The good life-trend can be seen in diverse areas such as in the fundamental change in how companies attract talents – brands that give us meaning, are authentic and connect to strong values are attractive to the younger generation. The latest Deloitte millennial survey states that “opportunities to be involved with “good causes” at the local level, many of which are enabled by employers, provide millennials with a greater feeling of influence.”

And purpose is one of the strong drivers in the start up scene, young entrepreneurs not only want to be best in the world – they want to be best for the world. A responsibility more complicated than Mr Zuckerberg opted for as it turned out.

Eat what you buy

But living a better life is also about the many small things that have great impact, choosing to buy second hand or buying high quality products that can be mended – or saying no to the plastic bag you are offered to carry stuff home in.

Reducing the number of plastic bags is an international effort to save the oceans, the EU wants to decrease the number of bags to 90 (!) per person each year. Several initiatives and campaigns are already in place. When British Tesco started charging, 80 percent less bags were distributed. The Swedish initiative One Bag Habit showed a decrease of up to 70 percent. We obviously don’t need these bags and it’s an easy decision not to use them. If we do nothing, soon there will be more plastic than fish in the seas. And no turtles. So get a basket for your Saturday shopping, and more importantly: eat what you buy.

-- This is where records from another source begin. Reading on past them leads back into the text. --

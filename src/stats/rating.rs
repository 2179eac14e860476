//! Coffee rating percentiles and per-participant performance figures

use crate::stats::percentile::{percentile_rank, std_deviation};
use crate::stats::round2;
use serde::Serialize;

/// The valid rating scale for taste test responses.
const RATING_MIN: f64 = 0.5;
const RATING_MAX: f64 = 5.0;

/// Qualitative bucket relative to the crowd average.
#[derive(Debug, Clone, Copy, PartialEq, Eq, Serialize)]
#[serde(rename_all = "snake_case")]
pub enum RatingComparison {
    MuchHigher,
    Higher,
    Similar,
    Lower,
    MuchLower,
}

/// Detailed percentile information for one coffee rating.
#[derive(Debug, Clone, PartialEq, Serialize)]
pub struct CoffeeRatingPercentile {
    /// Inclusive percentile rank (2 dp), `None` when not computable
    pub percentile: Option<f64>,
    pub comparison: Option<RatingComparison>,
    /// Crowd average (2 dp)
    pub average_rating: Option<f64>,
    /// Fixed half-point histogram over [0.5, 5.0]: (rating, count)
    pub distribution: Vec<(f64, usize)>,
    pub total_ratings: usize,
}

impl CoffeeRatingPercentile {
    fn empty() -> Self {
        Self {
            percentile: None,
            comparison: None,
            average_rating: None,
            distribution: Vec::new(),
            total_ratings: 0,
        }
    }
}

/// Where one participant's rating of a coffee sits among everyone's
/// ratings of that same coffee.
///
/// Ratings outside the [0.5, 5.0] scale are discarded first. The
/// comparison bucket is relative to the unrounded crowd average:
/// more than 0.5 above is `much_higher`, more than 0.2 above is
/// `higher`, mirrored below, otherwise `similar`.
pub fn coffee_rating_percentile(user_rating: f64, all_ratings: &[f64]) -> CoffeeRatingPercentile {
    if user_rating < RATING_MIN || all_ratings.is_empty() {
        return CoffeeRatingPercentile::empty();
    }

    let valid: Vec<f64> = all_ratings
        .iter()
        .copied()
        .filter(|r| (RATING_MIN..=RATING_MAX).contains(r))
        .collect();
    if valid.is_empty() {
        return CoffeeRatingPercentile::empty();
    }

    let percentile = percentile_rank(user_rating, &valid, false).map(round2);
    let average = valid.iter().sum::<f64>() / valid.len() as f64;

    let mut distribution = Vec::with_capacity(10);
    let mut bucket = RATING_MIN;
    while bucket <= RATING_MAX {
        let count = valid.iter().filter(|&&r| r == bucket).count();
        distribution.push((bucket, count));
        bucket += 0.5;
    }

    let comparison = if user_rating > average + 0.5 {
        RatingComparison::MuchHigher
    } else if user_rating > average + 0.2 {
        RatingComparison::Higher
    } else if user_rating < average - 0.5 {
        RatingComparison::MuchLower
    } else if user_rating < average - 0.2 {
        RatingComparison::Lower
    } else {
        RatingComparison::Similar
    };

    CoffeeRatingPercentile {
        percentile,
        comparison: Some(comparison),
        average_rating: Some(round2(average)),
        distribution,
        total_ratings: valid.len(),
    }
}

/// Aggregate percentiles across the whole tasting session.
#[derive(Debug, Clone, Copy, PartialEq, Serialize)]
pub struct OverallPerformance {
    pub average_rating_percentile: Option<f64>,
    /// Same figure as the average-rating percentile; kept separate
    /// because the profile rules read it by this name
    pub generosity_percentile: Option<f64>,
    /// Rank of the negated standard deviation: a narrower spread
    /// scores a higher consistency percentile
    pub consistency_percentile: Option<f64>,
}

/// Compare one participant's mean and spread against every
/// participant's per-person mean and spread.
pub fn overall_performance_percentile(
    user_ratings: &[f64],
    all_participant_ratings: &[Vec<f64>],
) -> OverallPerformance {
    if user_ratings.is_empty() || all_participant_ratings.is_empty() {
        return OverallPerformance {
            average_rating_percentile: None,
            generosity_percentile: None,
            consistency_percentile: None,
        };
    }

    let user_average = user_ratings.iter().sum::<f64>() / user_ratings.len() as f64;
    let user_std_dev = std_deviation(user_ratings);

    let all_averages: Vec<f64> = all_participant_ratings
        .iter()
        .filter(|ratings| !ratings.is_empty())
        .map(|ratings| ratings.iter().sum::<f64>() / ratings.len() as f64)
        .collect();
    let negated_std_devs: Vec<f64> = all_participant_ratings
        .iter()
        .map(|ratings| -std_deviation(ratings))
        .collect();

    OverallPerformance {
        average_rating_percentile: percentile_rank(user_average, &all_averages, false),
        generosity_percentile: percentile_rank(user_average, &all_averages, false),
        consistency_percentile: percentile_rank(-user_std_dev, &negated_std_devs, false),
    }
}
//! Tasting note popularity comparison

use serde::Serialize;

/// A note is "common" when at least this share of participants used it.
const COMMON_THRESHOLD_PCT: f64 = 20.0;
/// A note is "unique" when fewer than this share of participants used it.
const UNIQUE_THRESHOLD_PCT: f64 = 5.0;

/// One of the participant's notes with its crowd prevalence,
/// rounded to a whole percent.
#[derive(Debug, Clone, PartialEq, Serialize)]
pub struct NotePopularity {
    pub note: String,
    pub percentage: f64,
}

/// How a participant's tasting vocabulary compares to the crowd's.
#[derive(Debug, Clone, Default, PartialEq, Serialize)]
pub struct TastingNotesComparison {
    /// Notes shared with at least 20% of participants, most common first
    pub common_notes: Vec<NotePopularity>,
    /// Notes fewer than 5% of participants used, rarest first
    pub unique_notes: Vec<NotePopularity>,
    /// (note, unrounded prevalence percent) for every user note
    pub popularity: Vec<(String, f64)>,
}

/// Classify the participant's notes by prevalence across all
/// participants' note lists. Notes are normalized to trimmed
/// lowercase; prevalence is occurrences over the number of
/// participants (the outer list length). Thresholds are fixed.
pub fn tasting_notes_comparison<S: AsRef<str>>(
    user_notes: &[S],
    all_notes: &[Vec<String>],
) -> TastingNotesComparison {
    if user_notes.is_empty() || all_notes.is_empty() {
        return TastingNotesComparison::default();
    }

    let mut counts: Vec<(String, usize)> = Vec::new();
    for note in all_notes.iter().flatten() {
        let normalized = note.trim().to_lowercase();
        if normalized.is_empty() {
            continue;
        }
        match counts.iter_mut().find(|(n, _)| *n == normalized) {
            Some((_, count)) => *count += 1,
            None => counts.push((normalized, 1)),
        }
    }

    let mut comparison = TastingNotesComparison::default();
    for note in user_notes {
        let normalized = note.as_ref().trim().to_lowercase();
        if normalized.is_empty() {
            continue;
        }

        let count = counts
            .iter()
            .find(|(n, _)| *n == normalized)
            .map(|(_, c)| *c)
            .unwrap_or(0);
        let percentage = count as f64 / all_notes.len() as f64 * 100.0;
        comparison.popularity.push((normalized.clone(), percentage));

        if percentage >= COMMON_THRESHOLD_PCT {
            comparison.common_notes.push(NotePopularity {
                note: normalized,
                percentage: percentage.round(),
            });
        } else if percentage < UNIQUE_THRESHOLD_PCT {
            comparison.unique_notes.push(NotePopularity {
                note: normalized,
                percentage: percentage.round(),
            });
        }
    }

    comparison
        .common_notes
        .sort_by(|a, b| b.percentage.total_cmp(&a.percentage));
    comparison
        .unique_notes
        .sort_by(|a, b| a.percentage.total_cmp(&b.percentage));

    comparison
}

#[cfg(test)]
mod tests {
    use super::*;

    fn crowd() -> Vec<Vec<String>> {
        vec![
            vec!["Earthy".into(), "Berry".into()],
            vec!["earthy".into(), "Floral".into()],
            vec!["Earthy ".into()],
            vec!["Chocolate".into()],
            vec!["Berry".into()],
        ]
    }

    #[test]
    fn widely_shared_note_is_common() {
        let result = tasting_notes_comparison(&["Earthy"], &crowd());
        assert_eq!(result.common_notes.len(), 1);
        assert_eq!(result.common_notes[0].note, "earthy");
        // 3 of 5 participants
        assert_eq!(result.common_notes[0].percentage, 60.0);
        assert!(result.unique_notes.is_empty());
    }

    #[test]
    fn unheard_of_note_is_unique() {
        let result = tasting_notes_comparison(&["Petrichor"], &crowd());
        assert!(result.common_notes.is_empty());
        assert_eq!(result.unique_notes.len(), 1);
        assert_eq!(result.unique_notes[0].percentage, 0.0);
    }

    #[test]
    fn mid_prevalence_note_is_neither() {
        // 10 participants, one shares the note: 10%, between thresholds
        let mut many = crowd();
        many.extend(vec![Vec::new(); 5]);
        let result = tasting_notes_comparison(&["Chocolate"], &many);
        assert!(result.common_notes.is_empty());
        assert!(result.unique_notes.is_empty());
        assert_eq!(result.popularity, vec![("chocolate".to_string(), 10.0)]);
    }

    #[test]
    fn common_notes_sort_most_popular_first() {
        let result = tasting_notes_comparison(&["Berry", "Earthy"], &crowd());
        assert_eq!(result.common_notes[0].note, "earthy");
        assert_eq!(result.common_notes[1].note, "berry");
    }

    #[test]
    fn empty_inputs_yield_default() {
        let none: [&str; 0] = [];
        assert_eq!(
            tasting_notes_comparison(&none, &crowd()),
            TastingNotesComparison::default()
        );
        assert_eq!(
            tasting_notes_comparison(&["Earthy"], &[]),
            TastingNotesComparison::default()
        );
    }
}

According to the EU 88 million tons of food are wasted every year in Europe – to a cost of 143 billion EUR. A third of all food produced globally is lost or wasted. An average restaurant in Europe produces more than 68,000 kilos of food waste every year. And most of it is perfectly edible. As a reaction The Ugly Food movement is giving the misshaped vegetables and bruised fruits of the world a new market instead of being dumped or rejected. French supermarkets have been required to donate all edible food to charities and shelters instead of throwing it away as in most countries. Some researches go as far as saying this is the solution to feeding the world in the future – we do not need to degrade to eating insects – we only need to use what we already have in a better way. Something to ponder on next time you think lunching on yesterday’s leftovers is not so hot.

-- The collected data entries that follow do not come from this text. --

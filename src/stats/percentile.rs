//! Percentile rank and percentile value estimation

use serde::{Deserialize, Serialize};

/// Index interpolation method for `percentile_value`.
#[derive(Debug, Clone, Copy, Default, PartialEq, Eq, Serialize, Deserialize)]
#[serde(rename_all = "lowercase")]
pub enum Interpolation {
    /// Standard linear interpolation between neighboring order
    /// statistics (the common "R-7" estimator)
    #[default]
    Linear,
    /// Round to the nearest order statistic
    Nearest,
    /// Floor the fractional index
    Lower,
    /// Ceil the fractional index
    Higher,
}

/// Percentile rank (0-100) of `value` within `dataset`.
///
/// Non-finite entries are ignored; `None` when nothing remains.
/// Inclusive mode counts `x <= value`, exclusive counts `x < value`,
/// so a value tied with every element scores 100 inclusive and a
/// unique minimum scores 0 exclusive.
pub fn percentile_rank(value: f64, dataset: &[f64], exclusive: bool) -> Option<f64> {
    let valid: Vec<f64> = dataset.iter().copied().filter(|v| v.is_finite()).collect();
    if valid.is_empty() {
        return None;
    }

    let count = if exclusive {
        valid.iter().filter(|&&v| v < value).count()
    } else {
        valid.iter().filter(|&&v| v <= value).count()
    };

    Some(count as f64 / valid.len() as f64 * 100.0)
}

/// Value at `percentile` (0-100) of `dataset`, or `None` for empty
/// input or an out-of-range percentile.
pub fn percentile_value(dataset: &[f64], percentile: f64, method: Interpolation) -> Option<f64> {
    if !(0.0..=100.0).contains(&percentile) {
        return None;
    }

    let mut valid: Vec<f64> = dataset.iter().copied().filter(|v| v.is_finite()).collect();
    if valid.is_empty() {
        return None;
    }
    valid.sort_by(|a, b| a.total_cmp(b));

    if valid.len() == 1 {
        return Some(valid[0]);
    }

    let index = percentile / 100.0 * (valid.len() - 1) as f64;
    let lower = index.floor() as usize;
    let upper = index.ceil() as usize;

    let result = match method {
        Interpolation::Nearest => valid[index.round() as usize],
        Interpolation::Lower => valid[lower],
        Interpolation::Higher => valid[upper],
        Interpolation::Linear => {
            if lower == upper {
                valid[lower]
            } else {
                let weight = index - lower as f64;
                valid[lower] * (1.0 - weight) + valid[upper] * weight
            }
        }
    };

    Some(result)
}

/// Population standard deviation; 0.0 for fewer than two values.
pub(crate) fn std_deviation(values: &[f64]) -> f64 {
    if values.len() <= 1 {
        return 0.0;
    }
    let mean = values.iter().sum::<f64>() / values.len() as f64;
    let variance =
        values.iter().map(|v| (v - mean).powi(2)).sum::<f64>() / values.len() as f64;
    variance.sqrt()
}

#[cfg(test)]
mod tests {
    use super::*;

    #[test]
    fn empty_dataset_yields_none() {
        assert_eq!(percentile_rank(3.0, &[], false), None);
        assert_eq!(percentile_value(&[], 50.0, Interpolation::Linear), None);
    }

    #[test]
    fn non_finite_values_are_filtered() {
        let data = [f64::NAN, 1.0, 2.0, f64::INFINITY];
        assert_eq!(percentile_rank(2.0, &data, false), Some(100.0));
    }

    #[test]
    fn inclusive_rank_is_at_least_exclusive_rank() {
        let data = [1.0, 2.0, 2.0, 3.0, 4.0];
        for value in data {
            let inclusive = percentile_rank(value, &data, false).unwrap();
            let exclusive = percentile_rank(value, &data, true).unwrap();
            assert!(inclusive >= exclusive, "{} vs {}", inclusive, exclusive);
        }
    }

    #[test]
    fn tie_with_every_element_spans_zero_to_hundred() {
        let data = [2.0, 2.0, 2.0];
        assert_eq!(percentile_rank(2.0, &data, false), Some(100.0));
        assert_eq!(percentile_rank(2.0, &data, true), Some(0.0));
    }

    #[test]
    fn extremes_are_min_and_max_under_every_method() {
        let data = [7.0, 1.0, 4.0, 9.0, 2.0];
        for method in [
            Interpolation::Linear,
            Interpolation::Nearest,
            Interpolation::Lower,
            Interpolation::Higher,
        ] {
            assert_eq!(percentile_value(&data, 0.0, method), Some(1.0));
            assert_eq!(percentile_value(&data, 100.0, method), Some(9.0));
        }
    }

    #[test]
    fn singleton_dataset_is_constant() {
        for p in [0.0, 12.5, 50.0, 99.0, 100.0] {
            assert_eq!(percentile_value(&[5.0], p, Interpolation::Linear), Some(5.0));
            assert_eq!(percentile_value(&[5.0], p, Interpolation::Nearest), Some(5.0));
        }
    }

    #[test]
    fn linear_interpolates_between_order_statistics() {
        let data = [1.0, 2.0, 3.0, 4.0];
        // index = 0.5 * 3 = 1.5 -> midway between 2.0 and 3.0
        assert_eq!(percentile_value(&data, 50.0, Interpolation::Linear), Some(2.5));
        assert_eq!(percentile_value(&data, 50.0, Interpolation::Lower), Some(2.0));
        assert_eq!(percentile_value(&data, 50.0, Interpolation::Higher), Some(3.0));
    }

    #[test]
    fn out_of_range_percentile_yields_none() {
        let data = [1.0, 2.0];
        assert_eq!(percentile_value(&data, -0.1, Interpolation::Linear), None);
        assert_eq!(percentile_value(&data, 100.1, Interpolation::Linear), None);
    }

    #[test]
    fn std_deviation_is_population_form() {
        assert_eq!(std_deviation(&[]), 0.0);
        assert_eq!(std_deviation(&[3.0]), 0.0);
        assert_eq!(std_deviation(&[2.0, 4.0]), 1.0);
        let sd = std_deviation(&[2.0, 4.0, 4.0, 4.0, 5.0, 5.0, 7.0, 9.0]);
        assert!((sd - 2.0).abs() < 1e-12);
    }
}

Or you can make a change in the simple act of cooking spaghetti: Like photographer Judith Buijze from Amsterdam when she rediscovered an old household trick. She turned off the gas of her stove after boiling her spaghetti for only two minutes. She then left it in the pot with the lid on for another eight minutes and – voila!– the spaghetti was ready even though she had only used 25 percent of the gas required if she had followed the instruction on the package. She shared her experience on the social network Nudge, the information reached the CEO of the egg wholesaler Rondeel – and now the instructions on packages from Rondeel say that eggs can be boiled for only two minutes and then left in the hot water to get ready. Thus saving large amounts of gas or electricity.

Apart from being a social network Nudge is also a Dutch PR agency, specializing in changing behaviors within climate, energy and social sustainability. At the moment 60,000 activists are helping out, ready to influence their surroundings.

The skeptic might argue that all of this is for the privileged middleclass, comforting their own bad consciousness, and that these are all such small efforts that they won’t help. Fredrik Moberg, researcher at Stockholm Resilience Centre, says they do. “Of course there’s a risk of thinking that my small contribution doesn’t matter. But it does – not least as an example. We know that people are more willing to change habits and act if a friend or neighbor is doing so. And not least – politicians are carefully watching what their voters are doing.”
He also confirms the over all trend.

“There is a change, individuals and companies are taking more actions.  And people are getting more and more aware. People don’t just act to be nice to nature.”

So, by living like your grandmother you might actually change the world.